By most measures, this appears to be a very good time to be alive. What about trends in the U.S.? Is our modern, industrialized lifestyle killing both us and the environment? Here’s some data.

For all races and both sexes combined, long-term trends in cancer deaths have been declining since the early 1990s. In 2007, U.S. life expectancy was 78 years. (In 1990, life expectancy was 75.4 years.) The global life expectancy for males is 61 years. For females it’s 65. The reasons for this discrepancy are not fully understood. Some attribute the difference to biology; others point out that men are employed in more hazardous occupations. Behavior certainly plays a role, as men generally drive, smoke, and drink more than women.

For women and children the news is also good. In 2007, American infant mortality dropped to 6.4 deaths per 1,000 live births and has been on a general decline since 1958. The steady decrease is due to improvements in public health, nutrition, and medicine; and a decline in unhealthy behavior, such as smoking.

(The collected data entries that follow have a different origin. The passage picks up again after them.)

//! Diesel schema for keyed store persistence.

diesel::table! {
    /// One row per stored item, with derived index-key columns.
    items (pk, sk) {
        /// Partition key.
        pk -> Text,
        /// Sort key.
        sk -> Text,
        /// Entity kind discriminator.
        entity_type -> Text,
        /// Serialized entity.
        body -> Jsonb,
        /// Status index partition.
        status_pk -> Nullable<Text>,
        /// Status index sort key.
        status_sk -> Nullable<Text>,
        /// Assignee index partition.
        assignee_pk -> Nullable<Text>,
        /// Assignee index sort key.
        assignee_sk -> Nullable<Text>,
        /// Sprint index partition.
        sprint_pk -> Nullable<Text>,
        /// Sprint index sort key.
        sprint_sk -> Nullable<Text>,
        /// Project index partition.
        project_pk -> Nullable<Text>,
        /// Project index sort key.
        project_sk -> Nullable<Text>,
        /// Last write timestamp.
        updated_at -> Timestamptz,
    }
}

diesel::table! {
    /// Ordered record of committed writes.
    change_log (sequence) {
        /// Log position.
        sequence -> Int8,
        /// `INSERT`, `MODIFY`, or `REMOVE`.
        kind -> Text,
        /// Partition key of the written item.
        pk -> Text,
        /// Sort key of the written item.
        sk -> Text,
        /// Item before the write.
        old_image -> Nullable<Jsonb>,
        /// Item after the write.
        new_image -> Nullable<Jsonb>,
        /// Commit timestamp.
        recorded_at -> Timestamptz,
    }
}

diesel::allow_tables_to_appear_in_same_query!(items, change_log);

It looks like life in a modern, industrial society extends your life. But doesn’t our material comfort here depend on exploiting our environment and the environment in the developing world? Paul and Anne Ehrlich, who surely deserve (but will never receive) an award for the most predictions gone bust, confidently and sanctimoniously assert, “Sadly, our nation is also at present the biggest engine of ecological destruction on Earth.”

This is naive, willfully ignorant nonsense. Steven Hayward of the American Enterprise Institute explains why in his annual Index of Leading Environmental Indicators. He writes:

…the United States remains the world’s environmental leader and is likely to continue as such. Environmental improvement in the United States has been substantial and dramatic almost across the board…The chief drivers of this improvement are economic growth, constantly increasing resource efficiency, innovation in pollution control technology, and the deepening of environmental values among the American public that have…changed behavior and consumer preferences. Government regulation has played a vital role to be sure, but…[w]ere it not for rising affluence and technological innovation, regulation would have much the same effect as King Canute commanding the tides.

Richer societies are healthier, cleaner, and more resilient than poor ones. Without exception, the worst cases of environmental pollution occur in poor countries, especially those lacking democratic institutions.